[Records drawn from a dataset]

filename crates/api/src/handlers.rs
pub mod auth;
pub mod availability;
pub mod reservation;
pub mod salon;
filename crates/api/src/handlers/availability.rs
//! # Availability Handlers
//!
//! Computes open booking slots for a staff member on a given day. The
//! handler resolves the salon, service, and staff rows, snapshots the
//! day's occupying reservations in one query, and hands everything to the
//! pure scheduling engine. A day with no working hours yields an empty
//! slot list, not an error.

use axum::{
    extract::{Path, Query, State},
    Json,
};
use chrono::{Duration, NaiveDate};
use serde::Deserialize;
use std::sync::Arc;
use uuid::Uuid;

use salonbook_core::{
    errors::BookingError,
    models::reservation::AvailableSlotsResponse,
    scheduling::{self, TimeInterval},
};
use salonbook_db::models::{DbReservation, DbService, DbStaff};

use crate::{middleware::error_handling::AppError, ApiState};

#[derive(Debug, Deserialize)]
pub struct SlotsQuery {
    pub date: NaiveDate,
    pub service_id: Uuid,
    pub staff_id: Option<Uuid>,
}

/// Resolves the staff row for a slots or booking request, checking salon
/// membership. Without an explicit staff id the salon's first active staff
/// member is used.
pub(crate) async fn resolve_staff(
    state: &ApiState,
    salon_id: Uuid,
    staff_id: Option<Uuid>,
) -> Result<DbStaff, BookingError> {
    let staff = match staff_id {
        Some(id) => salonbook_db::repositories::staff::get_staff_by_id(&state.db_pool, id)
            .await
            .map_err(salonbook_db::classify_error)?,
        None => salonbook_db::repositories::staff::get_first_active_staff(&state.db_pool, salon_id)
            .await
            .map_err(salonbook_db::classify_error)?,
    };

    match staff {
        Some(staff) if staff.salon_id == salon_id => Ok(staff),
        _ => Err(BookingError::NotFound("Staff not found".to_string())),
    }
}

/// Resolves the service row, checking salon membership.
pub(crate) async fn resolve_service(
    state: &ApiState,
    salon_id: Uuid,
    service_id: Uuid,
) -> Result<DbService, BookingError> {
    let service =
        salonbook_db::repositories::service::get_service_by_id(&state.db_pool, service_id)
            .await
            .map_err(salonbook_db::classify_error)?;

    match service {
        Some(service) if service.salon_id == salon_id => Ok(service),
        _ => Err(BookingError::NotFound("Service not found".to_string())),
    }
}

/// Converts a day's reservation rows into the interval snapshot the engine
/// consumes. Rows from the repository are already status-filtered; rows
/// with a corrupt interval would have been rejected at insert.
pub(crate) fn occupied_intervals(
    reservations: &[DbReservation],
) -> Result<Vec<TimeInterval>, BookingError> {
    reservations
        .iter()
        .map(|r| TimeInterval::new(r.start_time, r.end_time))
        .collect()
}

#[axum::debug_handler]
pub async fn get_available_slots(
    State(state): State<Arc<ApiState>>,
    Path(salon_id): Path<Uuid>,
    Query(query): Query<SlotsQuery>,
) -> Result<Json<AvailableSlotsResponse>, AppError> {
    salonbook_db::repositories::salon::get_salon_by_id(&state.db_pool, salon_id)
        .await
        .map_err(salonbook_db::classify_error)?
        .ok_or_else(|| BookingError::NotFound("Salon not found".to_string()))?;

    let staff = resolve_staff(&state, salon_id, query.staff_id).await?;
    let service = resolve_service(&state, salon_id, query.service_id).await?;

    let reservations = salonbook_db::repositories::reservation::get_reservations_for_staff_day(
        &state.db_pool,
        staff.id,
        query.date,
    )
    .await
    .map_err(salonbook_db::classify_error)?;
    let occupied = occupied_intervals(&reservations)?;

    let slots = scheduling::available_slots(
        &staff.working_hours.0,
        query.date,
        Duration::minutes(service.duration_minutes as i64),
        Duration::minutes(state.config.slot_step_minutes),
        &occupied,
    );

    Ok(Json(AvailableSlotsResponse {
        slots: slots
            .into_iter()
            .map(|t| t.format("%H:%M").to_string())
            .collect(),
    }))
}
use color_eyre::eyre::Result;
use dotenv::dotenv;
use salonbook_api::config::ApiConfig;
use salonbook_db::{create_pool, schema::initialize_database};

#[tokio::main]
async fn main() -> Result<()> {
    // Initialize error handling
    color_eyre::install()?;

    // Load environment variables
    dotenv().ok();

    // Load configuration
    let config = ApiConfig::from_env()?;

    // Create database connection pool
    let db_pool = create_pool(&config.database_url).await?;

    // Initialize database schema
    initialize_database(&db_pool).await?;

    // Start API server
    salonbook_api::start_server(config, db_pool).await?;

    Ok(())
}
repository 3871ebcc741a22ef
use eyre::Result;
use sqlx::{Pool, Postgres};
use tracing::info;

pub async fn initialize_database(pool: &Pool<Postgres>) -> Result<()> {
    info!("Initializing database schema...");

    // tstzrange + equality in one exclusion constraint needs btree_gist.
    sqlx::query("CREATE EXTENSION IF NOT EXISTS btree_gist;")
        .execute(pool)
        .await?;

    // Create salons table
    sqlx::query(
        r#"
        CREATE TABLE IF NOT EXISTS salons (
            id UUID PRIMARY KEY DEFAULT gen_random_uuid(),
            name VARCHAR(255) NOT NULL,
            description TEXT NOT NULL DEFAULT '',
            address VARCHAR(255) NOT NULL,
            phone VARCHAR(64) NOT NULL DEFAULT '',
            email VARCHAR(255) NOT NULL DEFAULT '',
            website VARCHAR(255) NOT NULL DEFAULT '',
            image_url VARCHAR(512) NOT NULL DEFAULT '',
            created_at TIMESTAMP WITH TIME ZONE NOT NULL DEFAULT NOW(),
            updated_at TIMESTAMP WITH TIME ZONE NOT NULL DEFAULT NOW(),
            deleted_at TIMESTAMP WITH TIME ZONE NULL
        );
        "#,
    )
    .execute(pool)
    .await?;

    // Create staff table
    sqlx::query(
        r#"
        CREATE TABLE IF NOT EXISTS staff (
            id UUID PRIMARY KEY DEFAULT gen_random_uuid(),
            salon_id UUID NOT NULL REFERENCES salons(id),
            name VARCHAR(255) NOT NULL,
            description TEXT NOT NULL DEFAULT '',
            specialties TEXT[] NOT NULL DEFAULT '{}',
            experience_years INTEGER NOT NULL DEFAULT 0,
            working_hours JSONB NOT NULL DEFAULT '{}',
            is_active BOOLEAN NOT NULL DEFAULT TRUE,
            created_at TIMESTAMP WITH TIME ZONE NOT NULL DEFAULT NOW(),
            updated_at TIMESTAMP WITH TIME ZONE NOT NULL DEFAULT NOW(),
            deleted_at TIMESTAMP WITH TIME ZONE NULL
        );
        "#,
    )
    .execute(pool)
    .await?;

    // Create services table
    sqlx::query(
        r#"
        CREATE TABLE IF NOT EXISTS services (
            id UUID PRIMARY KEY DEFAULT gen_random_uuid(),
            salon_id UUID NOT NULL REFERENCES salons(id),
            name VARCHAR(255) NOT NULL,
            description TEXT NOT NULL DEFAULT '',
            price INTEGER NOT NULL,
            duration_minutes INTEGER NOT NULL,
            category VARCHAR(128) NOT NULL DEFAULT '',
            is_active BOOLEAN NOT NULL DEFAULT TRUE,
            created_at TIMESTAMP WITH TIME ZONE NOT NULL DEFAULT NOW(),
            updated_at TIMESTAMP WITH TIME ZONE NOT NULL DEFAULT NOW(),
            deleted_at TIMESTAMP WITH TIME ZONE NULL,
            CONSTRAINT positive_duration CHECK (duration_minutes > 0)
        );
        "#,
    )
    .execute(pool)
    .await?;

    // Create users table
    sqlx::query(
        r#"
        CREATE TABLE IF NOT EXISTS users (
            id UUID PRIMARY KEY DEFAULT gen_random_uuid(),
            email VARCHAR(255) NOT NULL UNIQUE,
            password_hash VARCHAR(255) NOT NULL,
            name VARCHAR(255) NOT NULL,
            phone VARCHAR(64) NOT NULL DEFAULT '',
            role VARCHAR(32) NOT NULL DEFAULT 'customer',
            created_at TIMESTAMP WITH TIME ZONE NOT NULL DEFAULT NOW(),
            updated_at TIMESTAMP WITH TIME ZONE NOT NULL DEFAULT NOW(),
            deleted_at TIMESTAMP WITH TIME ZONE NULL
        );
        "#,
    )
    .execute(pool)
    .await?;

    // Create reservations table. The exclusion constraint is the
    // cross-process guarantee that two non-cancelled reservations for the
    // same staff member can never overlap, whatever the API layer does.
    sqlx::query(
        r#"
        CREATE TABLE IF NOT EXISTS reservations (
            id UUID PRIMARY KEY DEFAULT gen_random_uuid(),
            salon_id UUID NOT NULL REFERENCES salons(id),
            staff_id UUID NOT NULL REFERENCES staff(id),
            user_id UUID NOT NULL REFERENCES users(id),
            service_id UUID NOT NULL REFERENCES services(id),
            start_time TIMESTAMP WITH TIME ZONE NOT NULL,
            end_time TIMESTAMP WITH TIME ZONE NOT NULL,
            status VARCHAR(32) NOT NULL DEFAULT 'confirmed',
            notes TEXT NOT NULL DEFAULT '',
            total_price INTEGER NOT NULL DEFAULT 0,
            created_at TIMESTAMP WITH TIME ZONE NOT NULL DEFAULT NOW(),
            updated_at TIMESTAMP WITH TIME ZONE NOT NULL DEFAULT NOW(),
            CONSTRAINT valid_time_range CHECK (end_time > start_time),
            CONSTRAINT no_staff_overlap EXCLUDE USING gist (
                staff_id WITH =,
                tstzrange(start_time, end_time) WITH &&
            ) WHERE (status <> 'cancelled')
        );
        "#,
    )
    .execute(pool)
    .await?;

    // Create indexes
    sqlx::query(
        r#"
        CREATE INDEX IF NOT EXISTS idx_staff_salon_id ON staff(salon_id);
        CREATE INDEX IF NOT EXISTS idx_services_salon_id ON services(salon_id);
        CREATE INDEX IF NOT EXISTS idx_reservations_staff_id ON reservations(staff_id);
        CREATE INDEX IF NOT EXISTS idx_reservations_user_id ON reservations(user_id);
        CREATE INDEX IF NOT EXISTS idx_reservations_start_time ON reservations(start_time);
        CREATE INDEX IF NOT EXISTS idx_users_email ON users(email);
        "#,
    )
    .execute(pool)
    .await?;

    info!("Database schema initialized successfully.");
    Ok(())
}
pub mod reservation;
pub mod salon;
pub mod service;
pub mod staff;
pub mod user;
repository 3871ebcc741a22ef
use axum::{routing::get, Json, Router};
use serde::Serialize;
use std::sync::Arc;

use crate::ApiState;

#[derive(Serialize)]
struct HealthResponse {
    status: String,
}

#[derive(Serialize)]
struct VersionResponse {
    version: String,
}

async fn health_check() -> Json<HealthResponse> {
    Json(HealthResponse {
        status: "ok".to_string(),
    })
}

async fn version() -> Json<VersionResponse> {
    Json(VersionResponse {
        version: env!("CARGO_PKG_VERSION").to_string(),
    })
}

pub fn routes() -> Router<Arc<ApiState>> {
    Router::new()
        .route("/health", get(health_check))
        .route("/version", get(version))
}
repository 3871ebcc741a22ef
//! # SalonBook API
//!
//! Web server for the SalonBook reservation service: salon discovery,
//! customer authentication, availability queries, and reservation
//! booking/cancellation.
//!
//! ## Architecture
//!
//! This crate follows a layered architecture:
//!
//! - **Routes**: Define API endpoints and URL structure
//! - **Handlers**: Implement request processing logic
//! - **Middleware**: Provide cross-cutting concerns like authentication and error handling
//! - **Config**: Handle environment and application configuration
//!
//! The API uses Axum as the web framework and SQLx for database access.
//! The booking admission sequence (fetch snapshot, check, insert) is
//! serialized per staff member and day through [`BookingLocks`], so two
//! concurrent requests for overlapping intervals cannot both pass the
//! check; the database's exclusion constraint backstops the same invariant
//! across processes.

/// Configuration module for API settings
pub mod config;
/// Request handlers that implement business logic
pub mod handlers;
/// Middleware for authentication and error handling
pub mod middleware;
/// Route definitions and API endpoint structure
pub mod routes;

use std::collections::HashMap;
use std::sync::{Arc, Mutex, Weak};

use axum::Router;
use chrono::NaiveDate;
use eyre::Result;
use sqlx::PgPool;
use tokio::net::TcpListener;
use tracing::info;
use tracing_subscriber::FmtSubscriber;
use uuid::Uuid;

/// Per-`(staff, date)` booking serialization.
///
/// Booking admission is a read-check-insert sequence; without mutual exclusion
/// two concurrent calls could both observe a free slot and both insert.
/// Each key gets its own async mutex so bookings for different staff
/// members or days never contend with each other.
///
/// The map holds weak references: once every in-flight booking for a key
/// has dropped its `Arc`, the entry is dead and gets pruned on the next
/// acquisition, so the map tracks only keys with active bookings instead
/// of growing for the lifetime of the server.
#[derive(Default)]
pub struct BookingLocks {
    by_key: Mutex<HashMap<(Uuid, NaiveDate), Weak<tokio::sync::Mutex<()>>>>,
}

impl BookingLocks {
    pub fn new() -> Self {
        Self::default()
    }

    /// Returns the mutex guarding bookings for one staff member and day.
    /// The caller holds the guard across the whole check-then-insert.
    pub fn lock_for(&self, staff_id: Uuid, date: NaiveDate) -> Arc<tokio::sync::Mutex<()>> {
        let mut by_key = self.by_key.lock().expect("booking lock map poisoned");
        by_key.retain(|_, lock| lock.strong_count() > 0);

        match by_key.get(&(staff_id, date)).and_then(Weak::upgrade) {
            Some(lock) => lock,
            None => {
                let lock = Arc::new(tokio::sync::Mutex::new(()));
                by_key.insert((staff_id, date), Arc::downgrade(&lock));
                lock
            }
        }
    }

    /// Number of keys currently tracked (live or awaiting the next prune).
    pub fn tracked_keys(&self) -> usize {
        self.by_key.lock().expect("booking lock map poisoned").len()
    }
}

/// Shared application state that is accessible to all request handlers.
pub struct ApiState {
    /// PostgreSQL connection pool for database operations
    pub db_pool: PgPool,
    /// Loaded server configuration (JWT secret, slot step, ...)
    pub config: config::ApiConfig,
    /// Booking admission serialization (see [`BookingLocks`])
    pub booking_locks: BookingLocks,
}

/// Starts the API server with the provided configuration and database
/// connection: installs the tracing subscriber, assembles the router,
/// applies CORS and timeout layers, and serves until shutdown.
pub async fn start_server(config: config::ApiConfig, db_pool: PgPool) -> Result<()> {
    // Initialize tracing for logging
    let subscriber = FmtSubscriber::builder()
        .with_max_level(config.log_level)
        .finish();
    tracing::subscriber::set_global_default(subscriber)?;

    let addr = config.server_addr();
    let request_timeout = config.request_timeout;
    let cors_origins = config.cors_origins.clone();

    // Create shared state with dependencies
    let state = Arc::new(ApiState {
        db_pool,
        config,
        booking_locks: BookingLocks::new(),
    });

    // Build the application router with all routes
    let app = Router::new()
        // Health check endpoints
        .merge(routes::health::routes())
        // Registration and login
        .merge(routes::auth::routes())
        // Salon listing and administration
        .merge(routes::salon::routes())
        // Available-slot queries
        .merge(routes::availability::routes())
        // Reservation booking and cancellation
        .merge(routes::reservation::routes())
        // Attach shared state to all routes
        .with_state(state);

    // Apply CORS configuration if origins are specified
    let app = if let Some(origins) = &cors_origins {
        let cors = tower_http::cors::CorsLayer::new()
            .allow_methods([
                axum::http::Method::GET,
                axum::http::Method::POST,
                axum::http::Method::PUT,
                axum::http::Method::DELETE,
                axum::http::Method::OPTIONS,
            ])
            .allow_headers([
                axum::http::header::CONTENT_TYPE,
                axum::http::header::AUTHORIZATION,
                axum::http::header::ACCEPT,
            ])
            .allow_origin(
                origins
                    .iter()
                    .filter_map(|origin| origin.parse().ok())
                    .collect::<Vec<_>>(),
            )
            .allow_credentials(true);

        app.layer(cors)
    } else {
        app
    };

    // Add request timeout middleware
    let app = app.layer(tower_http::timeout::TimeoutLayer::new(
        std::time::Duration::from_secs(request_timeout),
    ));

    // Start the HTTP server
    let listener = TcpListener::bind(&addr).await?;
    info!("Server listening on http://{}", addr);
    axum::serve(listener, app).await?;

    Ok(())
}
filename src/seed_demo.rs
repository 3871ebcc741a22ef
use chrono::{NaiveTime, Weekday};
use color_eyre::eyre::{eyre, Result};
use dotenv::dotenv;
use eyre::WrapErr;
use salonbook_core::models::salon::CreateSalonRequest;
use salonbook_core::scheduling::{DayWindow, WorkingHours};
use salonbook_db::repositories::{salon, service, staff};
use salonbook_db::schema::initialize_database;

fn hm(hour: u32, minute: u32) -> Result<NaiveTime> {
    NaiveTime::from_hms_opt(hour, minute, 0).ok_or_else(|| eyre!("invalid time {hour}:{minute}"))
}

fn weekday_schedule() -> Result<WorkingHours> {
    let mut hours = WorkingHours::empty();
    for day in [
        Weekday::Mon,
        Weekday::Tue,
        Weekday::Wed,
        Weekday::Thu,
        Weekday::Fri,
    ] {
        hours.add_window(day, DayWindow::new(hm(9, 0)?, hm(17, 0)?)?)?;
    }
    Ok(hours)
}

fn weekend_schedule() -> Result<WorkingHours> {
    let mut hours = WorkingHours::empty();
    hours.add_window(Weekday::Sat, DayWindow::new(hm(10, 0)?, hm(18, 0)?)?)?;
    hours.add_window(Weekday::Sun, DayWindow::new(hm(10, 0)?, hm(16, 0)?)?)?;
    Ok(hours)
}

#[tokio::main]
async fn main() -> Result<()> {
    // Initialize error handling
    color_eyre::install()?;

    // Load environment variables
    dotenv().ok();

    let database_url = std::env::var("DATABASE_URL")
        .wrap_err("DATABASE_URL environment variable must be set")?;

    println!("Connecting to database...");
    let pool = salonbook_db::create_pool(&database_url).await?;
    initialize_database(&pool).await?;

    println!("Seeding demo data...");
    let tokyo = salon::create_salon(
        &pool,
        &CreateSalonRequest {
            name: "Hair Salon Tokyo".to_string(),
            description: "A popular beauty salon in Tokyo. Experienced stylists incorporate \
                          the latest trends while proposing styles that suit each customer."
                .to_string(),
            address: "Sample Building 3F, 1-1-1 Shibuya, Shibuya-ku, Tokyo".to_string(),
            phone: "03-1234-5678".to_string(),
            email: "info@hairsalon-tokyo.example".to_string(),
            website: "https://hairsalon-tokyo.example".to_string(),
            image_url: String::new(),
        },
    )
    .await?;

    staff::create_staff(
        &pool,
        tokyo.id,
        "Misaki Tanaka",
        "Stylist with 10 years of experience. Specializes in cuts and coloring.",
        &["Cut".to_string(), "Color".to_string()],
        10,
        &weekday_schedule()?,
    )
    .await?;
    staff::create_staff(
        &pool,
        tokyo.id,
        "Kenta Sato",
        "Stylist specializing in perms and styling.",
        &["Perm".to_string(), "Styling".to_string()],
        8,
        &weekend_schedule()?,
    )
    .await?;

    service::create_service(
        &pool,
        tokyo.id,
        "Cut",
        "Includes shampoo and blow dry",
        4000,
        60,
        "cut",
    )
    .await?;
    service::create_service(
        &pool,
        tokyo.id,
        "Cut + Color",
        "Cut, coloring, shampoo and blow dry",
        8000,
        120,
        "color",
    )
    .await?;
    service::create_service(
        &pool,
        tokyo.id,
        "Perm",
        "Perm, cut, shampoo and blow dry",
        10000,
        150,
        "perm",
    )
    .await?;

    let shibuya = salon::create_salon(
        &pool,
        &CreateSalonRequest {
            name: "Beauty Studio Shibuya".to_string(),
            description: "A beauty salon known for stylish cuts and colors in a modern space."
                .to_string(),
            address: "Beauty Building 2F, 2-2-2 Shibuya, Shibuya-ku, Tokyo".to_string(),
            phone: "03-2345-6789".to_string(),
            email: "contact@beauty-shibuya.example".to_string(),
            website: String::new(),
            image_url: String::new(),
        },
    )
    .await?;

    staff::create_staff(
        &pool,
        shibuya.id,
        "Yui Kobayashi",
        "Color specialist covering everything from unique styles to elegant tones.",
        &["Color".to_string()],
        6,
        &weekday_schedule()?,
    )
    .await?;
    service::create_service(
        &pool,
        shibuya.id,
        "Color",
        "Full coloring with aftercare treatment",
        7000,
        90,
        "color",
    )
    .await?;

    println!("Demo data seeded successfully.");
    Ok(())
}
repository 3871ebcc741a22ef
use chrono::{DateTime, Utc};
use serde::{Deserialize, Serialize};
use uuid::Uuid;

/// Public user profile. The password hash never leaves the db layer.
#[derive(Debug, Clone, Serialize, Deserialize)]
pub struct User {
    pub id: Uuid,
    pub email: String,
    pub name: String,
    pub phone: String,
    pub role: String,
    pub created_at: DateTime<Utc>,
}

#[derive(Debug, Clone, Serialize, Deserialize)]
pub struct RegisterRequest {
    pub email: String,
    pub password: String,
    pub name: String,
    #[serde(default)]
    pub phone: String,
}

#[derive(Debug, Clone, Serialize, Deserialize)]
pub struct LoginRequest {
    pub email: String,
    pub password: String,
}

#[derive(Debug, Clone, Serialize, Deserialize)]
pub struct AuthResponse {
    pub token: String,
    pub user: User,
}
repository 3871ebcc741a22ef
pub mod repositories;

**How to complete this task**
Across the records above, count each line that holds the word "async" and give only the resulting number.

**The completed task**
10